------ Excerpted records ------
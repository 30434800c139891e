//! Guardrail decision engine
//!
//! Maps one cycle's evidence to GO, HOLD or ROLLBACK. Checks run in a fixed
//! priority order and stop at the first terminal branch:
//!
//! 1. no effect estimate                        -> HOLD     `missing_effect`
//! 2. effect <= 0                               -> ROLLBACK `effect_non_positive`
//! 3. no significance result                    -> HOLD     `missing_significance`
//! 4. p >= level and CI lower bound <= 0        -> HOLD     `not_significant`
//! 5. one or more segment alerts                -> ROLLBACK `segment_alerts=N`
//! 6. otherwise                                 -> GO
//!
//! Active harm resolves to ROLLBACK; HOLD only ever means the evidence is
//! inconclusive. Nothing is carried over between cycles.

use crate::effect::EffectEstimate;
use crate::regression::{alert_count, SegmentAlert};
use serde::{Deserialize, Serialize};
use std::fmt;

pub const DEFAULT_SIGNIFICANCE_LEVEL: f64 = 0.05;

/// Rollout gate for one decision cycle
#[derive(Debug, Clone, Copy, PartialEq, Eq, Hash, Serialize, Deserialize)]
#[serde(rename_all = "UPPERCASE")]
pub enum Decision {
    Go,
    Hold,
    Rollback,
}

impl fmt::Display for Decision {
    fn fmt(&self, f: &mut fmt::Formatter<'_>) -> fmt::Result {
        f.write_str(match self {
            Decision::Go => "GO",
            Decision::Hold => "HOLD",
            Decision::Rollback => "ROLLBACK",
        })
    }
}

/// Decision plus the ordered trail of checks that produced it
#[derive(Debug, Clone, PartialEq, Serialize, Deserialize)]
pub struct GuardrailDecision {
    pub decision: Decision,
    pub reasons: Vec<String>,
}

impl GuardrailDecision {
    /// Reasons joined for the audit record
    pub fn reasons_joined(&self) -> String {
        self.reasons.join(" | ")
    }

    pub fn has_reason(&self, prefix: &str) -> bool {
        self.reasons.iter().any(|r| r.starts_with(prefix))
    }

    /// Flat record handed to reporting
    pub fn to_record(&self) -> GuardrailRecord {
        GuardrailRecord {
            decision: self.decision,
            reasons: self.reasons_joined(),
        }
    }
}

/// `{decision, reasons}` with reasons joined by ` | `
#[derive(Debug, Clone, PartialEq, Serialize, Deserialize)]
pub struct GuardrailRecord {
    pub decision: Decision,
    pub reasons: String,
}

/// Numbers the guardrail looks at
#[derive(Debug, Clone, Default, PartialEq)]
pub struct GuardrailEvidence {
    pub effect: Option<f64>,
    pub p_value: Option<f64>,
    pub ci_low: Option<f64>,
    pub segment_alerts: usize,
}

impl GuardrailEvidence {
    /// Collect evidence from an estimator result and a segment alert table
    pub fn from_cycle(estimate: Option<&EffectEstimate>, segments: &[SegmentAlert]) -> Self {
        let significance = estimate.and_then(|e| e.significance.as_ref());
        Self {
            effect: estimate.map(|e| e.effect),
            p_value: significance.map(|s| s.p_value),
            ci_low: significance.map(|s| s.ci_low),
            segment_alerts: alert_count(segments),
        }
    }
}

/// Stateless decision engine
#[derive(Debug, Clone, Copy, PartialEq)]
pub struct Guardrail {
    pub significance_level: f64,
}

impl Default for Guardrail {
    fn default() -> Self {
        Self {
            significance_level: DEFAULT_SIGNIFICANCE_LEVEL,
        }
    }
}

impl Guardrail {
    pub fn new(significance_level: f64) -> Self {
        Self { significance_level }
    }

    /// Evaluate one cycle's evidence
    ///
    /// # Example
    /// ```
    /// use rollout_guard::guardrail::{Decision, Guardrail, GuardrailEvidence};
    ///
    /// let evidence = GuardrailEvidence {
    ///     effect: Some(15000.0),
    ///     p_value: Some(0.02),
    ///     ci_low: Some(2100.0),
    ///     segment_alerts: 0,
    /// };
    /// assert_eq!(Guardrail::default().evaluate(&evidence).decision, Decision::Go);
    /// ```
    pub fn evaluate(&self, evidence: &GuardrailEvidence) -> GuardrailDecision {
        let mut reasons = Vec::new();

        let Some(effect) = evidence.effect else {
            reasons.push("missing_effect".to_string());
            return self.emit(Decision::Hold, reasons);
        };
        reasons.push("effect_source=Welch".to_string());

        if effect.is_nan() || effect <= 0.0 {
            reasons.push(format!("effect_non_positive={:.2}", effect));
            return self.emit(Decision::Rollback, reasons);
        }

        let Some(p_value) = evidence.p_value.filter(|p| !p.is_nan()) else {
            reasons.push("missing_significance".to_string());
            return self.emit(Decision::Hold, reasons);
        };

        let ci_positive = evidence.ci_low.is_some_and(|lo| lo > 0.0);
        if !(p_value < self.significance_level || ci_positive) {
            let ci = evidence
                .ci_low
                .map_or_else(|| "none".to_string(), |lo| format!("{:.2}", lo));
            reasons.push(format!(
                "not_significant(p={}, ci_lo={})",
                format_p(p_value),
                ci
            ));
            return self.emit(Decision::Hold, reasons);
        }
        reasons.push(format!("significant(p={})", format_p(p_value)));

        reasons.push(format!("segment_alerts={}", evidence.segment_alerts));
        if evidence.segment_alerts > 0 {
            return self.emit(Decision::Rollback, reasons);
        }

        self.emit(Decision::Go, reasons)
    }

    fn emit(&self, decision: Decision, reasons: Vec<String>) -> GuardrailDecision {
        let out = GuardrailDecision { decision, reasons };
        match decision {
            Decision::Go => tracing::info!(reasons = %out.reasons_joined(), "Guardrail: GO"),
            Decision::Hold => tracing::warn!(reasons = %out.reasons_joined(), "Guardrail: HOLD"),
            Decision::Rollback => {
                tracing::warn!(reasons = %out.reasons_joined(), "Guardrail: ROLLBACK")
            }
        }
        out
    }
}

/// Four significant digits, scientific below 1e-4
fn format_p(p: f64) -> String {
    if p != 0.0 && p.abs() < 1e-4 {
        format!("{:.3e}", p)
    } else {
        format!("{:.4}", p)
    }
}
------
Assignment =
The answer must be an exact transcription of every record above.

Output of the task =
repository 30434800c139891e
//! Guardrail decision engine
//!
//! Maps one cycle's evidence to GO, HOLD or ROLLBACK. Checks run in a fixed
//! priority order and stop at the first terminal branch:
//!
//! 1. no effect estimate                        -> HOLD     `missing_effect`
//! 2. effect <= 0                               -> ROLLBACK `effect_non_positive`
//! 3. no significance result                    -> HOLD     `missing_significance`
//! 4. p >= level and CI lower bound <= 0        -> HOLD     `not_significant`
//! 5. one or more segment alerts                -> ROLLBACK `segment_alerts=N`
//! 6. otherwise                                 -> GO
//!
//! Active harm resolves to ROLLBACK; HOLD only ever means the evidence is
//! inconclusive. Nothing is carried over between cycles.

use crate::effect::EffectEstimate;
use crate::regression::{alert_count, SegmentAlert};
use serde::{Deserialize, Serialize};
use std::fmt;

pub const DEFAULT_SIGNIFICANCE_LEVEL: f64 = 0.05;

/// Rollout gate for one decision cycle
#[derive(Debug, Clone, Copy, PartialEq, Eq, Hash, Serialize, Deserialize)]
#[serde(rename_all = "UPPERCASE")]
pub enum Decision {
    Go,
    Hold,
    Rollback,
}

impl fmt::Display for Decision {
    fn fmt(&self, f: &mut fmt::Formatter<'_>) -> fmt::Result {
        f.write_str(match self {
            Decision::Go => "GO",
            Decision::Hold => "HOLD",
            Decision::Rollback => "ROLLBACK",
        })
    }
}

/// Decision plus the ordered trail of checks that produced it
#[derive(Debug, Clone, PartialEq, Serialize, Deserialize)]
pub struct GuardrailDecision {
    pub decision: Decision,
    pub reasons: Vec<String>,
}

impl GuardrailDecision {
    /// Reasons joined for the audit record
    pub fn reasons_joined(&self) -> String {
        self.reasons.join(" | ")
    }

    pub fn has_reason(&self, prefix: &str) -> bool {
        self.reasons.iter().any(|r| r.starts_with(prefix))
    }

    /// Flat record handed to reporting
    pub fn to_record(&self) -> GuardrailRecord {
        GuardrailRecord {
            decision: self.decision,
            reasons: self.reasons_joined(),
        }
    }
}

/// `{decision, reasons}` with reasons joined by ` | `
#[derive(Debug, Clone, PartialEq, Serialize, Deserialize)]
pub struct GuardrailRecord {
    pub decision: Decision,
    pub reasons: String,
}

/// Numbers the guardrail looks at
#[derive(Debug, Clone, Default, PartialEq)]
pub struct GuardrailEvidence {
    pub effect: Option<f64>,
    pub p_value: Option<f64>,
    pub ci_low: Option<f64>,
    pub segment_alerts: usize,
}

impl GuardrailEvidence {
    /// Collect evidence from an estimator result and a segment alert table
    pub fn from_cycle(estimate: Option<&EffectEstimate>, segments: &[SegmentAlert]) -> Self {
        let significance = estimate.and_then(|e| e.significance.as_ref());
        Self {
            effect: estimate.map(|e| e.effect),
            p_value: significance.map(|s| s.p_value),
            ci_low: significance.map(|s| s.ci_low),
            segment_alerts: alert_count(segments),
        }
    }
}

/// Stateless decision engine
#[derive(Debug, Clone, Copy, PartialEq)]
pub struct Guardrail {
    pub significance_level: f64,
}

impl Default for Guardrail {
    fn default() -> Self {
        Self {
            significance_level: DEFAULT_SIGNIFICANCE_LEVEL,
        }
    }
}

impl Guardrail {
    pub fn new(significance_level: f64) -> Self {
        Self { significance_level }
    }

    /// Evaluate one cycle's evidence
    ///
    /// # Example
    /// ```
    /// use rollout_guard::guardrail::{Decision, Guardrail, GuardrailEvidence};
    ///
    /// let evidence = GuardrailEvidence {
    ///     effect: Some(15000.0),
    ///     p_value: Some(0.02),
    ///     ci_low: Some(2100.0),
    ///     segment_alerts: 0,
    /// };
    /// assert_eq!(Guardrail::default().evaluate(&evidence).decision, Decision::Go);
    /// ```
    pub fn evaluate(&self, evidence: &GuardrailEvidence) -> GuardrailDecision {
        let mut reasons = Vec::new();

        let Some(effect) = evidence.effect else {
            reasons.push("missing_effect".to_string());
            return self.emit(Decision::Hold, reasons);
        };
        reasons.push("effect_source=Welch".to_string());

        if effect.is_nan() || effect <= 0.0 {
            reasons.push(format!("effect_non_positive={:.2}", effect));
            return self.emit(Decision::Rollback, reasons);
        }

        let Some(p_value) = evidence.p_value.filter(|p| !p.is_nan()) else {
            reasons.push("missing_significance".to_string());
            return self.emit(Decision::Hold, reasons);
        };

        let ci_positive = evidence.ci_low.is_some_and(|lo| lo > 0.0);
        if !(p_value < self.significance_level || ci_positive) {
            let ci = evidence
                .ci_low
                .map_or_else(|| "none".to_string(), |lo| format!("{:.2}", lo));
            reasons.push(format!(
                "not_significant(p={}, ci_lo={})",
                format_p(p_value),
                ci
            ));
            return self.emit(Decision::Hold, reasons);
        }
        reasons.push(format!("significant(p={})", format_p(p_value)));

        reasons.push(format!("segment_alerts={}", evidence.segment_alerts));
        if evidence.segment_alerts > 0 {
            return self.emit(Decision::Rollback, reasons);
        }

        self.emit(Decision::Go, reasons)
    }

    fn emit(&self, decision: Decision, reasons: Vec<String>) -> GuardrailDecision {
        let out = GuardrailDecision { decision, reasons };
        match decision {
            Decision::Go => tracing::info!(reasons = %out.reasons_joined(), "Guardrail: GO"),
            Decision::Hold => tracing::warn!(reasons = %out.reasons_joined(), "Guardrail: HOLD"),
            Decision::Rollback => {
                tracing::warn!(reasons = %out.reasons_joined(), "Guardrail: ROLLBACK")
            }
        }
        out
    }
}

/// Four significant digits, scientific below 1e-4
fn format_p(p: f64) -> String {
    if p != 0.0 && p.abs() < 1e-4 {
        format!("{:.3e}", p)
    } else {
        format!("{:.4}", p)
    }
}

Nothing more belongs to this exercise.